Dans cette affaire, ce sont 4 salariés qui saisissent la juridiction prud’homale.

Ces 4 salariés sont engagés en qualité de de coordinateurs des opérations France. 

Leur contrat de travail prévoit une clause de mobilité ainsi libellée : « Compte-tenu de la nature de ses fonctions, M. prend l'engagement d'accepter tout changement de lieu de travail nécessité par l'intérêt ou le fonctionnement de l'entreprise dans la limite géographique du territoire français sans que ce changement constitue une modification du contrat de travail ».

Extrait de l’arrêt :

« Compte-tenu de la nature de ses fonctions, M. prend l'engagement d'accepter tout changement de lieu de travail nécessité par l'intérêt ou le fonctionnement de l'entreprise dans la limite géographique du territoire français sans que ce changement constitue une modification du contrat de travail » 

Exerçant leur activité en Meurthe-et-Moselle, ils sont licenciés pour avoir refusé leur mutation à Paris.

Mais les salariés saisissent la juridiction prud'homale, estimant la clause de mobilité non applicable car insuffisamment précise. 

Dans un premier temps, la cour d’appel donne raison au salarié, estimant que la seule mention du « territoire français » ne pouvait suffire à rendre précise la clause de mobilité contenue dans le contrat de travail.

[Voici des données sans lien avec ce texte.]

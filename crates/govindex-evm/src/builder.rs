//! Fluent builder for replay runs.
//!
//! # Example
//!
//! ```rust,no_run
//! use std::sync::Arc;
//! use govindex_evm::{reducers, IndexerBuilder};
//! use govindex_storage::{KvEntityStore, MemoryKv};
//!
//! # async fn run() -> Result<(), govindex_core::IndexerError> {
//! let engine = IndexerBuilder::new()
//!     .rpc_url("https://eth.llamarpc.com")
//!     .chunk_size(5_000)
//!     .confirmation_depth(12)
//!     .reducers(reducers::default_reducers())
//!     .build_http(Arc::new(KvEntityStore::new(MemoryKv::new())))?;
//! let report = engine.run_once().await?;
//! # Ok(())
//! # }
//! ```

use std::sync::Arc;
use std::time::Duration;

use govindex_core::error::IndexerError;
use govindex_core::indexer::{IndexerConfig, RetryConfig};
use govindex_core::store::EntityStore;

use crate::fetcher::{EvmRpcClient, LogFetcher};
use crate::http::HttpRpcClient;
use crate::reducer::ReducerPass;
use crate::replay::ReplayEngine;
use crate::retry::RetryPolicy;

/// Fluent builder for [`IndexerConfig`] and the [`ReplayEngine`] it drives.
#[derive(Default)]
pub struct IndexerBuilder {
    config: IndexerConfig,
    request_timeout: Option<Duration>,
    reducers: Vec<Arc<dyn ReducerPass>>,
}

impl IndexerBuilder {
    pub fn new() -> Self {
        Self::default()
    }

    /// Start from a loaded configuration.
    pub fn from_config(config: IndexerConfig) -> Self {
        Self {
            config,
            ..Self::default()
        }
    }

    /// Chain label used in logs.
    pub fn chain(mut self, chain: impl Into<String>) -> Self {
        self.config.chain = chain.into();
        self
    }

    pub fn rpc_url(mut self, url: impl Into<String>) -> Self {
        self.config.rpc_url = url.into();
        self
    }

    /// Blocks per `eth_getLogs` request.
    pub fn chunk_size(mut self, blocks: u64) -> Self {
        self.config.chunk_size = blocks;
        self
    }

    /// Blocks to stay behind the chain head.
    pub fn confirmation_depth(mut self, depth: u64) -> Self {
        self.config.confirmation_depth = depth;
        self
    }

    pub fn scan_chunk(mut self, keys: usize) -> Self {
        self.config.scan_chunk = keys;
        self
    }

    pub fn retry(mut self, retry: RetryConfig) -> Self {
        self.config.retry = retry;
        self
    }

    pub fn request_timeout(mut self, timeout: Duration) -> Self {
        self.request_timeout = Some(timeout);
        self
    }

    /// Add one reducer. Reducers run in the order they were added.
    pub fn reducer(mut self, reducer: Arc<dyn ReducerPass>) -> Self {
        self.reducers.push(reducer);
        self
    }

    pub fn reducers(mut self, reducers: impl IntoIterator<Item = Arc<dyn ReducerPass>>) -> Self {
        self.reducers.extend(reducers);
        self
    }

    pub fn config(&self) -> &IndexerConfig {
        &self.config
    }

    pub fn build_config(self) -> IndexerConfig {
        self.config
    }

    /// Build an engine over an explicit RPC client.
    pub fn build(
        self,
        client: Arc<dyn EvmRpcClient>,
        store: Arc<dyn EntityStore>,
    ) -> Result<ReplayEngine, IndexerError> {
        self.config.validate()?;
        if self.reducers.is_empty() {
            return Err(IndexerError::Config("no reducers registered".into()));
        }
        let fetcher = LogFetcher::new(client)
            .with_chunk_size(self.config.chunk_size)
            .with_retry(RetryPolicy::new(self.config.retry.clone()));
        Ok(ReplayEngine::new(
            fetcher,
            store,
            self.reducers,
            self.config.confirmation_depth,
        ))
    }

    /// Build an engine talking JSON-RPC over HTTP to `rpc_url`.
    pub fn build_http(self, store: Arc<dyn EntityStore>) -> Result<ReplayEngine, IndexerError> {
        if self.config.rpc_url.is_empty() {
            return Err(IndexerError::Config("rpc_url is not set".into()));
        }
        let client = match self.request_timeout {
            Some(timeout) => HttpRpcClient::new(&self.config.rpc_url, timeout)?,
            None => HttpRpcClient::default_for(&self.config.rpc_url)?,
        };
        self.build(Arc::new(client), store)
    }
}

#[cfg(test)]
mod tests {
    use govindex_storage::{KvEntityStore, MemoryKv};

    use super::*;
    use crate::reducers::default_reducers;
    use crate::testing::MockRpcClient;

    fn store() -> Arc<dyn EntityStore> {
        Arc::new(KvEntityStore::new(MemoryKv::new()))
    }

    #[test]
    fn builder_defaults() {
        let cfg = IndexerBuilder::new().build_config();
        assert_eq!(cfg.chain, "ethereum");
        assert_eq!(cfg.confirmation_depth, 0);
        assert_eq!(cfg.chunk_size, 2_000);
        assert!(cfg.rpc_url.is_empty());
    }

    #[test]
    fn builder_custom() {
        let cfg = IndexerBuilder::new()
            .chain("sepolia")
            .rpc_url("http://localhost:8545")
            .chunk_size(500)
            .confirmation_depth(32)
            .scan_chunk(64)
            .build_config();

        assert_eq!(cfg.chain, "sepolia");
        assert_eq!(cfg.rpc_url, "http://localhost:8545");
        assert_eq!(cfg.chunk_size, 500);
        assert_eq!(cfg.confirmation_depth, 32);
        assert_eq!(cfg.scan_chunk, 64);
    }

    #[test]
    fn engine_requires_reducers_and_valid_config() {
        let client: Arc<dyn EvmRpcClient> = Arc::new(MockRpcClient::new(10));
        let err = IndexerBuilder::new().build(client.clone(), store()).err().unwrap();
        assert!(matches!(err, IndexerError::Config(_)));

        let err = IndexerBuilder::new()
            .chunk_size(0)
            .reducers(default_reducers())
            .build(client.clone(), store())
            .err()
            .unwrap();
        assert!(matches!(err, IndexerError::Config(_)));

        let engine = IndexerBuilder::new()
            .reducers(default_reducers())
            .build(client, store())
            .unwrap();
        assert_eq!(engine.reducers().len(), 2);
        assert!(engine.definitions().get("Delegate").is_some());
        assert!(engine.definitions().get("Vote").is_some());
    }

    #[test]
    fn http_engine_requires_url() {
        let err = IndexerBuilder::new()
            .reducers(default_reducers())
            .build_http(store())
            .err()
            .unwrap();
        assert!(matches!(err, IndexerError::Config(_)));
    }
}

Pour les juges de la cour d’appel, le licenciement est dépourvu de cause réelle et sérieuse.  

Extrait de l’arrêt :

Attendu que pour dire le licenciement dépourvu de cause réelle et sérieuse, les arrêts retiennent que la seule mention du « territoire français » ne peut suffire à rendre précise la clause de mobilité puisque n'excluant pas les « DOM-TOM », que cette clause ne comporte aucune précision sur sa zone géographique d'application et ne permet pas au salarié, au moment de la signature du contrat, de savoir si elle concerne les établissements existants ou également ceux à venir ; 

Ce n’est pas l’avis de la Cour de cassation qui casse et annule l’arrêt de la cour d’appel, renvoyant les deux parties devant une nouvelle cour d’appel.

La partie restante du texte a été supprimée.